Psicosoma | Metamorfosis

01/10/2024.- No es fácil hacer un resumen de la vida y menos del año 2024, que está por finalizar. Tampoco es la intención. Trato de describir o transmitir los giros al asumir la responsabilidad conmigo misma, porque casi siempre viví en función de otras personas: hijos e hijas, familiares, estudiantes, padre, madre, pacientes, amigas o amigos del arte, y siempre en compañía de Nómar. . . . . . : amigo y esposo incondicional.

Aprender y desaprender para convivir conmigo misma son nuevos y complejos procesos. Lo hacía poco y era más fácil ayudar y resolver las necesidades de otras personas. Trataba de resolver los problemas sociales y políticos de ese entonces, en la amada Venezuela, y hoy en Costa Rica, donde regreso al principio de mi errancia, cuando salí por vez primera del Perú.

A mitad de 2018, ni siquiera durante el trance que significó el cuidado de la enfermedad de mi esposo, ni por su deceso, pude estar consciente de que debía asumir mi cuidado. Siempre tuve la esperanza de la reversión de la enfermedad y no aceptaba el diagnóstico del cáncer agresivo. La realidad del nuevo estado civil, viuda, se disipó en un instante tres décadas de matrimonio.

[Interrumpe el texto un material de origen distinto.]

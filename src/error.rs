use std::path::PathBuf;

use thiserror::Error;

pub type Result<T> = std::result::Result<T, ProcessingError>;

#[derive(Error, Debug)]
pub enum ProcessingError {
    #[error("File I/O error: {0}")]
    Io(#[from] std::io::Error),

    #[error("HTTP {status} returned by {url}")]
    Http { url: String, status: u16 },

    #[error("Network error fetching {url}: {source}")]
    Network {
        url: String,
        #[source]
        source: reqwest::Error,
    },

    #[error("Malformed dataset payload: {0}")]
    MalformedPayload(#[from] serde_json::Error),

    #[error("Cannot render load report: {0}")]
    Report(#[source] serde_json::Error),

    #[error("Cannot open region store at {}: {source}", path.display())]
    StorageInit {
        path: PathBuf,
        #[source]
        source: rusqlite::Error,
    },

    #[error("Storage error during '{step}': {source}")]
    Storage {
        step: &'static str,
        #[source]
        source: rusqlite::Error,
    },

    #[error("Region table {table} does not exist; run `load` first")]
    MissingTable { table: &'static str },

    #[error("Invalid {field} '{value}' on record '{name}'")]
    InvalidCoordinate {
        name: String,
        field: &'static str,
        value: String,
    },

    #[error("Configuration error: {0}")]
    Config(#[from] config::ConfigError),

    #[error("Validation error: {0}")]
    Validation(#[from] validator::ValidationErrors),

    #[error("Logging setup failed: {0}")]
    Logging(String),
}

impl ProcessingError {
    pub(crate) fn storage(step: &'static str) -> impl FnOnce(rusqlite::Error) -> Self {
        move |source| ProcessingError::Storage { step, source }
    }
}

Viajé a los brazos de mi madre y mi padre a Lima, pero seguía en modo insomne.

El proceso del duelo sería el encuentro con mi persona. El resto sería un apoyo psicoemocional, incluso reforzado por el recién nacido de mi hija, que era madre primeraiza. Nada aplacaba, sin embargo, el hueco y vacío de la soledad.

En plena reclusión por el covid, al estar conmigo misma, pude darme cuenta y aceptar el nuevo estado civil de viudez. Retomé el proceso de la escritura con los cantos de los pájaros, el vuelo de los colibríes, el cielo celeste de Escazú, los volcanes, los ríos, la embriaguez y el vértigo que me producían el verde y las luces tenues que me animaban. La gata anciana Mitzschah me perdía con sus paseos nocturnos. En cada mirada suya, instalaba sueños. Escuchaba a la madre noche y sus maullidos y ronroneos mientras me levantaba las cobijas.

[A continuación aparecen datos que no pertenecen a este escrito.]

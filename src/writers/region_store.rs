//! SQLite persistence for region-sorted landing records.
//!
//! Every region owns one table named after [`Region::table_name`]. Table
//! names only ever come from the enum, so they are spliced into SQL text
//! directly; row values are always bound as parameters.

use std::path::{Path, PathBuf};

use rusqlite::{params, Connection, OpenFlags, OptionalExtension, Transaction};
use tracing::debug;

use crate::error::{ProcessingError, Result};
use crate::models::{Region, RegionRow};
use crate::utils::constants::REGION_COLUMNS;

/// Anything the classifier can hand matched rows to.
pub trait RegionSink {
    fn insert_row(&mut self, region: Region, row: &RegionRow) -> Result<()>;
}

pub struct RegionStore {
    connection: Connection,
    path: PathBuf,
}

impl RegionStore {
    /// Open or create the store. Failure here is fatal for a run.
    pub fn open(path: &Path) -> Result<Self> {
        let connection = Connection::open(path).map_err(|source| ProcessingError::StorageInit {
            path: path.to_path_buf(),
            source,
        })?;
        debug!(path = %path.display(), "Opened region store");

        Ok(Self {
            connection,
            path: path.to_path_buf(),
        })
    }

    /// Open an existing store without creating or modifying it.
    pub fn open_read_only(path: &Path) -> Result<Self> {
        let flags = OpenFlags::SQLITE_OPEN_READ_ONLY | OpenFlags::SQLITE_OPEN_NO_MUTEX;
        let connection = Connection::open_with_flags(path, flags).map_err(|source| {
            ProcessingError::StorageInit {
                path: path.to_path_buf(),
                source,
            }
        })?;

        Ok(Self {
            connection,
            path: path.to_path_buf(),
        })
    }

    /// In-memory store, used by tests and benchmarks.
    pub fn open_in_memory() -> Result<Self> {
        let connection =
            Connection::open_in_memory().map_err(|source| ProcessingError::StorageInit {
                path: PathBuf::from(":memory:"),
                source,
            })?;

        Ok(Self {
            connection,
            path: PathBuf::from(":memory:"),
        })
    }

    pub fn path(&self) -> &Path {
        &self.path
    }

    /// Make sure each region table exists and holds no rows.
    ///
    /// Runs as one transaction, so either every table is reset or none is.
    pub fn ensure_and_clear(&mut self, regions: &[Region]) -> Result<()> {
        let transaction = self
            .connection
            .transaction()
            .map_err(ProcessingError::storage("begin schema transaction"))?;

        for region in regions {
            create_table(&transaction, *region)?;
            let cleared = transaction
                .execute(&format!("DELETE FROM {}", region.table_name()), [])
                .map_err(ProcessingError::storage("clear region table"))?;
            debug!(table = region.table_name(), cleared, "Region table reset");
        }

        transaction
            .commit()
            .map_err(ProcessingError::storage("commit schema transaction"))
    }

    /// Append a single row outside any batch.
    pub fn insert_row(&mut self, region: Region, row: &RegionRow) -> Result<()> {
        insert(&self.connection, region, row)
    }

    /// Start the load transaction all inserts of a run go through.
    pub fn begin_load(&mut self) -> Result<RegionBatch<'_>> {
        let transaction = self
            .connection
            .transaction()
            .map_err(ProcessingError::storage("begin load transaction"))?;

        Ok(RegionBatch {
            transaction,
            inserted: 0,
        })
    }

    pub fn table_exists(&self, region: Region) -> Result<bool> {
        self.connection
            .query_row(
                "SELECT 1 FROM sqlite_master WHERE type = 'table' AND name = ?1",
                [region.table_name()],
                |_| Ok(()),
            )
            .optional()
            .map(|found| found.is_some())
            .map_err(ProcessingError::storage("look up region table"))
    }

    pub fn row_count(&self, region: Region) -> Result<usize> {
        self.require_table(region)?;
        let count: i64 = self
            .connection
            .query_row(
                &format!("SELECT COUNT(*) FROM {}", region.table_name()),
                [],
                |row| row.get(0),
            )
            .map_err(ProcessingError::storage("count region rows"))?;

        Ok(count.max(0) as usize)
    }

    /// First `limit` rows of a region table, in insertion order.
    pub fn sample_rows(&self, region: Region, limit: usize) -> Result<Vec<RegionRow>> {
        self.require_table(region)?;
        let sql = format!(
            "SELECT {} FROM {} ORDER BY rowid LIMIT ?1",
            REGION_COLUMNS.join(", "),
            region.table_name()
        );
        let mut statement = self
            .connection
            .prepare(&sql)
            .map_err(ProcessingError::storage("prepare sample query"))?;

        let limit = i64::try_from(limit).unwrap_or(i64::MAX);
        let rows = statement
            .query_map([limit], |row| {
                Ok(RegionRow {
                    name: row.get(0)?,
                    mass: row.get(1)?,
                    reclat: row.get(2)?,
                    reclong: row.get(3)?,
                })
            })
            .map_err(ProcessingError::storage("query sample rows"))?;

        rows.collect::<std::result::Result<Vec<_>, _>>()
            .map_err(ProcessingError::storage("read sample row"))
    }

    fn require_table(&self, region: Region) -> Result<()> {
        if self.table_exists(region)? {
            Ok(())
        } else {
            Err(ProcessingError::MissingTable {
                table: region.table_name(),
            })
        }
    }
}

/// Open load transaction. Dropping it without [`RegionBatch::commit`]
/// rolls every insert back.
pub struct RegionBatch<'conn> {
    transaction: Transaction<'conn>,
    inserted: usize,
}

impl RegionBatch<'_> {
    pub fn inserted(&self) -> usize {
        self.inserted
    }

    pub fn commit(self) -> Result<usize> {
        let inserted = self.inserted;
        self.transaction
            .commit()
            .map_err(ProcessingError::storage("commit load transaction"))?;
        Ok(inserted)
    }
}

impl RegionSink for RegionBatch<'_> {
    fn insert_row(&mut self, region: Region, row: &RegionRow) -> Result<()> {
        insert(&self.transaction, region, row)?;
        self.inserted += 1;
        Ok(())
    }
}

fn create_table(connection: &Connection, region: Region) -> Result<()> {
    let columns = REGION_COLUMNS
        .iter()
        .map(|column| format!("{column} TEXT"))
        .collect::<Vec<_>>()
        .join(", ");

    connection
        .execute(
            &format!(
                "CREATE TABLE IF NOT EXISTS {} ({columns})",
                region.table_name()
            ),
            [],
        )
        .map(|_| ())
        .map_err(ProcessingError::storage("create region table"))
}

fn insert(connection: &Connection, region: Region, row: &RegionRow) -> Result<()> {
    let mut statement = connection
        .prepare_cached(&format!(
            "INSERT INTO {} VALUES (?1, ?2, ?3, ?4)",
            region.table_name()
        ))
        .map_err(ProcessingError::storage("prepare region insert"))?;

    statement
        .execute(params![row.name, row.mass, row.reclat, row.reclong])
        .map(|_| ())
        .map_err(ProcessingError::storage("insert region row"))
}

#[cfg(test)]
mod tests {
    use super::*;
    use pretty_assertions::assert_eq;
    use tempfile::TempDir;

    fn row(name: &str, mass: Option<&str>) -> RegionRow {
        RegionRow {
            name: name.to_string(),
            mass: mass.map(str::to_string),
            reclat: "10.0".to_string(),
            reclong: "0.0".to_string(),
        }
    }

    #[test]
    fn test_ensure_and_clear_creates_every_table() -> Result<()> {
        let mut store = RegionStore::open_in_memory()?;
        store.ensure_and_clear(&Region::ALL)?;

        for region in Region::ALL {
            assert!(store.table_exists(region)?);
            assert_eq!(store.row_count(region)?, 0);
        }
        Ok(())
    }

    #[test]
    fn test_ensure_and_clear_removes_prior_rows() -> Result<()> {
        let mut store = RegionStore::open_in_memory()?;
        store.ensure_and_clear(&Region::ALL)?;
        store.insert_row(Region::Europe, &row("Old", Some("1")))?;
        assert_eq!(store.row_count(Region::Europe)?, 1);

        store.ensure_and_clear(&Region::ALL)?;
        assert_eq!(store.row_count(Region::Europe)?, 0);
        Ok(())
    }

    #[test]
    fn test_duplicate_rows_are_kept() -> Result<()> {
        let mut store = RegionStore::open_in_memory()?;
        store.ensure_and_clear(&Region::ALL)?;
        let duplicate = row("Twin", Some("3"));
        store.insert_row(Region::Australia, &duplicate)?;
        store.insert_row(Region::Australia, &duplicate)?;

        assert_eq!(store.row_count(Region::Australia)?, 2);
        Ok(())
    }

    #[test]
    fn test_missing_mass_is_stored_as_null() -> Result<()> {
        let mut store = RegionStore::open_in_memory()?;
        store.ensure_and_clear(&Region::ALL)?;
        store.insert_row(Region::AfricaMiddleEast, &row("NoMass", None))?;

        let is_null: bool = store
            .connection
            .query_row(
                "SELECT mass IS NULL FROM Africa_MiddleEast_Meteorites",
                [],
                |r| r.get(0),
            )
            .unwrap();
        assert!(is_null);
        assert_eq!(
            store.sample_rows(Region::AfricaMiddleEast, 10)?,
            vec![row("NoMass", None)]
        );
        Ok(())
    }

    #[test]
    fn test_schema_is_four_text_columns() -> Result<()> {
        let mut store = RegionStore::open_in_memory()?;
        store.ensure_and_clear(&[Region::Europe])?;

        let mut statement = store
            .connection
            .prepare("SELECT name, type FROM pragma_table_info('Europe_Meteorites') ORDER BY cid")
            .unwrap();
        let columns: Vec<(String, String)> = statement
            .query_map([], |r| Ok((r.get(0)?, r.get(1)?)))
            .unwrap()
            .collect::<std::result::Result<_, _>>()
            .unwrap();

        let expected: Vec<(String, String)> = REGION_COLUMNS
            .iter()
            .map(|c| (c.to_string(), "TEXT".to_string()))
            .collect();
        assert_eq!(columns, expected);
        Ok(())
    }

    #[test]
    fn test_batch_commit_and_rollback() -> Result<()> {
        let mut store = RegionStore::open_in_memory()?;
        store.ensure_and_clear(&Region::ALL)?;

        {
            let mut batch = store.begin_load()?;
            batch.insert_row(Region::NorthAmerica, &row("Dropped", None))?;
            assert_eq!(batch.inserted(), 1);
        }
        assert_eq!(store.row_count(Region::NorthAmerica)?, 0);

        let mut batch = store.begin_load()?;
        batch.insert_row(Region::NorthAmerica, &row("Kept", None))?;
        assert_eq!(batch.commit()?, 1);
        assert_eq!(store.row_count(Region::NorthAmerica)?, 1);
        Ok(())
    }

    #[test]
    fn test_read_only_store_reports_missing_table() -> Result<()> {
        let dir = TempDir::new()?;
        let path = dir.path().join("partial.db");
        RegionStore::open(&path)?.ensure_and_clear(&[Region::Europe])?;

        let store = RegionStore::open_read_only(&path)?;
        assert_eq!(store.row_count(Region::Europe)?, 0);
        assert!(matches!(
            store.row_count(Region::Australia),
            Err(ProcessingError::MissingTable {
                table: "Australia_Meteorites"
            })
        ));
        Ok(())
    }

    #[test]
    fn test_unopenable_path_is_storage_init_error() {
        let dir = TempDir::new().unwrap();
        let path = dir.path().join("missing-dir").join("store.db");
        assert!(matches!(
            RegionStore::open(&path),
            Err(ProcessingError::StorageInit { .. })
        ));
    }
}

Sin embargo, desde que empecé a vivir sola, mi cambio ha sido una renovación total. La metamorfosis continúa...

Ya antes de la pandemia estaba en reclusión, en duelo, y después de ella algo cambió cuando empecé a percibir imágenes de las muertes de jóvenes y ancianos. Es cierto: existe un dolor por el desprendimiento del ser amado y por haber vivido un amor infinito y correspondido, con todos sus bemoles y amalgamas de alma, cuerpos, espíritu y energías que aún me sostienen. Hoy me descubre sin hijos ni hijas, con una nueva responsabilidad y necesidad de estar. Me siento menos escindida al reconocer el estar viva.

Los recuerdos y la honra a su memoria siempre están y quizás haya cercanía en mis nuevas mutaciones. Ya esos largos silencios nos hablan de nuestra infinitud. En esas invisibilidades sentidas con todos los seres descubrimos que somos unidades totales sintientes.

Asumí la vida, el sol, la luna, las estaciones del cuerpo y el tránsito al sentir un nuevo amanecer o esos momentos perdurables al respirar y estar consciente. Renacer en el infinito en un día o un instante de lucidez nos ilumina la celebración común y civilizatoria: el ciclo inevitable del devenir que nos posibilita energías que se reciclan en cada organismo vivo y se transforman en vidas microscópicas e invisibles.

En esta noche de luna azul, inmensa y gélida, somos poseídas e incorporadas al ritmo sagrado de conjunciones, de efluvios de los que nadie escapa; del manto de hermandad, creatividad, rebeldía y compasión durante el sueño. Somos frágiles, diamantinas e invisibles ante el encanto maravilloso de estar un momento en el cosmos, en la Vía Láctea. Quizás vibremos al unísono en alegría, sin nada, y podamos integrarnos o disolvernos, por instantes, en un abrazo cósmico.